Esses dois exemplos, assim como outros que desenham o arco metafórico que liga vida e obra, indicam quanto a música foi decisiva para Lévi-Strauss. Assim como não são os homens que pensam os mitos, mas são os mitos que se pensam pelos homens, na música também há sempre um “outro” que passa pelo filtro da subjetividade e que se pensa pelo homem em sua singularidade. Como sabemos, a descrição desse “outro”, objeto a um só tempo explícito e oculto na antropologia e na música, foi, “sem dúvida”, a vocação de Lévi-Strauss.

Não deveríamos, portanto, ficar surpresos ao encontrar o seguinte trecho em O Cru e o Cozido: “A audição da obra musical, em razão de sua organização interna, imobiliza o tempo que passa; como uma toalha fustigada pelo vento, atinge-o e dobra-o.

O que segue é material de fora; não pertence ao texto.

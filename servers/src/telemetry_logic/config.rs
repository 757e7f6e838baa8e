use clap::{Parser, ValueEnum};
use lib_common::telemetry::{ControlBounds, EngineConfig};
use serde::{Deserialize, Serialize};
use std::fs;
use std::path::{Path, PathBuf};

const DEFAULT_CONFIG_FILE: &str = "server_telemetry.conf";

/// Where readings are persisted.
#[derive(ValueEnum, Deserialize, Serialize, Debug, Clone, Copy, PartialEq, Eq)]
#[serde(rename_all = "lowercase")]
pub enum StorageBackend {
    /// SQLite database file at `dbPath`.
    Sqlite,
    /// Process memory only; history is lost on restart.
    Memory,
}

#[derive(Parser, Deserialize, Serialize, Debug, Clone, Default)]
#[clap(about = "Realtime sensor telemetry server", version)]
#[serde(rename_all = "camelCase")]
pub struct Config {
    #[clap(long, env = "TELEMETRY_PORT", help = "Port to listen on for HTTP and WebSocket clients.")]
    pub port: Option<u16>,

    #[clap(long, env = "TELEMETRY_CONFIG_PATH", help = "Path to the JSON configuration file.")]
    pub config_path: Option<PathBuf>,

    #[clap(long, env = "TELEMETRY_LOG_DIR", help = "Directory for log files.")]
    pub log_dir: Option<PathBuf>,

    #[clap(long, env = "TELEMETRY_LOG_LEVEL", help = "Logging level (trace, debug, info, warn, error).")]
    pub log_level: Option<String>,

    #[clap(long, env = "TELEMETRY_STORAGE", value_enum, help = "Storage backend for readings.")]
    pub storage: Option<StorageBackend>,

    #[clap(long, env = "TELEMETRY_DB_PATH", help = "SQLite database file.")]
    pub db_path: Option<PathBuf>,

    #[clap(long, env = "TELEMETRY_GENERATION_PERIOD_MS", help = "Milliseconds between generated readings.")]
    pub generation_period_ms: Option<u64>,

    #[clap(long, env = "TELEMETRY_TRIM_PERIOD_MS", help = "Milliseconds between retention trims.")]
    pub trim_period_ms: Option<u64>,

    #[clap(long, env = "TELEMETRY_RETENTION", help = "Readings kept by each retention trim.")]
    pub retention: Option<usize>,

    #[clap(long, env = "TELEMETRY_HISTORY_LEN", help = "Readings returned by the history endpoint.")]
    pub history_len: Option<usize>,

    #[clap(long, env = "TELEMETRY_REPLAY_LEN", help = "Readings replayed to a new subscriber.")]
    pub replay_len: Option<usize>,

    #[clap(long, env = "TELEMETRY_FANOUT_CAPACITY", help = "Readings buffered between generator and fanout.")]
    pub fanout_capacity: Option<usize>,

    #[clap(long, env = "TELEMETRY_SPEED_MIN", help = "Lowest allowed speed.")]
    pub speed_min: Option<f64>,

    #[clap(long, env = "TELEMETRY_SPEED_MAX", help = "Highest allowed speed.")]
    pub speed_max: Option<f64>,

    #[clap(long, env = "TELEMETRY_SPEED_INITIAL", help = "Speed at startup.")]
    pub speed_initial: Option<f64>,
}

/// Fully resolved settings.
#[derive(Debug, Clone, PartialEq)]
pub struct Settings {
    pub port: u16,
    pub log_dir: PathBuf,
    pub log_level: String,
    pub storage: StorageBackend,
    pub db_path: PathBuf,
    pub engine: EngineConfig,
}

impl Config {
    fn defaults() -> Self {
        let engine = EngineConfig::default();
        Config {
            port: Some(8080),
            log_dir: Some(PathBuf::from("./logs")),
            log_level: Some("info".to_string()),
            storage: Some(StorageBackend::Sqlite),
            db_path: Some(PathBuf::from("./data/sensors.db")),
            generation_period_ms: Some(engine.generation_period_ms),
            trim_period_ms: Some(engine.trim_period_ms),
            retention: Some(engine.retention),
            history_len: Some(engine.history_len),
            replay_len: Some(engine.replay_len),
            fanout_capacity: Some(engine.fanout_capacity),
            speed_min: Some(engine.control.min),
            speed_max: Some(engine.control.max),
            speed_initial: Some(engine.control.initial),
            ..Default::default()
        }
    }

    // 'other' overrides 'self' for Some values
    fn merge(self, other: Config) -> Config {
        Config {
            port: other.port.or(self.port),
            config_path: other.config_path.or(self.config_path),
            log_dir: other.log_dir.or(self.log_dir),
            log_level: other.log_level.or(self.log_level),
            storage: other.storage.or(self.storage),
            db_path: other.db_path.or(self.db_path),
            generation_period_ms: other.generation_period_ms.or(self.generation_period_ms),
            trim_period_ms: other.trim_period_ms.or(self.trim_period_ms),
            retention: other.retention.or(self.retention),
            history_len: other.history_len.or(self.history_len),
            replay_len: other.replay_len.or(self.replay_len),
            fanout_capacity: other.fanout_capacity.or(self.fanout_capacity),
            speed_min: other.speed_min.or(self.speed_min),
            speed_max: other.speed_max.or(self.speed_max),
            speed_initial: other.speed_initial.or(self.speed_initial),
        }
    }

    fn resolve(self) -> Settings {
        let engine = EngineConfig::default();
        let control = ControlBounds {
            min: self.speed_min.unwrap_or(engine.control.min),
            max: self.speed_max.unwrap_or(engine.control.max),
            initial: self.speed_initial.unwrap_or(engine.control.initial),
        };

        Settings {
            port: self.port.unwrap_or(8080),
            log_dir: self.log_dir.unwrap_or_else(|| PathBuf::from("./logs")),
            log_level: self.log_level.unwrap_or_else(|| "info".to_string()),
            storage: self.storage.unwrap_or(StorageBackend::Sqlite),
            db_path: self.db_path.unwrap_or_else(|| PathBuf::from("./data/sensors.db")),
            engine: EngineConfig {
                generation_period_ms: self.generation_period_ms.unwrap_or(engine.generation_period_ms),
                trim_period_ms: self.trim_period_ms.unwrap_or(engine.trim_period_ms),
                retention: self.retention.unwrap_or(engine.retention),
                history_len: self.history_len.unwrap_or(engine.history_len),
                replay_len: self.replay_len.unwrap_or(engine.replay_len),
                fanout_capacity: self.fanout_capacity.unwrap_or(engine.fanout_capacity),
                control,
            },
        }
    }
}

/// A message raised while loading settings, logged once the logger is up.
pub type Notice = (log::Level, String);

/// Defaults, overridden by the JSON config file, overridden by environment
/// variables and command-line arguments.
pub fn load_config() -> (Settings, Vec<Notice>) {
    load_config_from(Config::parse())
}

pub fn load_config_from(cli: Config) -> (Settings, Vec<Notice>) {
    let config_file_path = cli
        .config_path
        .clone()
        .unwrap_or_else(|| PathBuf::from(DEFAULT_CONFIG_FILE));

    let mut notices = Vec::new();
    let mut current = Config::defaults();
    if let Some(file_config) = read_config_file(&config_file_path, &mut notices) {
        current = current.merge(file_config);
    }

    (current.merge(cli).resolve(), notices)
}

fn read_config_file(path: &Path, notices: &mut Vec<Notice>) -> Option<Config> {
    if !path.exists() {
        notices.push((
            log::Level::Info,
            format!("Config file not found at {}. Using defaults and environment/CLI variables.", path.display()),
        ));
        return None;
    }

    let config_str = match fs::read_to_string(path) {
        Ok(s) => s,
        Err(e) => {
            notices.push((
                log::Level::Warn,
                format!("Failed to read config file {}: {}. Falling back to other sources.", path.display(), e),
            ));
            return None;
        }
    };

    match serde_json::from_str::<Config>(&config_str) {
        Ok(file_config) => Some(file_config),
        Err(e) => {
            notices.push((
                log::Level::Warn,
                format!("Failed to parse config file {}: {}. Falling back to other sources.", path.display(), e),
            ));
            None
        }
    }
}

Ao ouvirmos música, atingimos uma espécie de imortalidade”. Em 1938, nos momentos difíceis de uma expedição por Mato Grosso em que uma renitente melodia lhe permeava o espírito, Lévi-Strauss provavelmente atingia uma espécie de imortalidade. Hoje, é a grandeza de sua obra que nos dá essa certeza.  

A música em O Cru e o Cozido

“Na música, a mediação da natureza e da cultura, que se realiza no seio de toda linguagem, torna-se uma hipermediação: de ambos os lados, os ancoramentos são reforçados. Instalada no ponto de encontro entre dois domínios, a música faz com que sua lei seja respeitada muito além dos limites que as outras artes evitariam ultrapassar. Tanto do lado da natureza quanto do da cultura, ela ousa ir mais longe do que as outras. Assim se explica o princípio (quando não a gênese e a operação, que continuam sendo, como dissemos, o grande mistério das ciências do homem) do poder extraordinário que possui a música de agir simultaneamente sobre o espírito e sobre os sentidos, de mover ao mesmo tempo as ideias e as emoções, de fundi-las numa corrente em que elas deixam de existir lado a lado, a não ser como testemunhas e como respondentes.”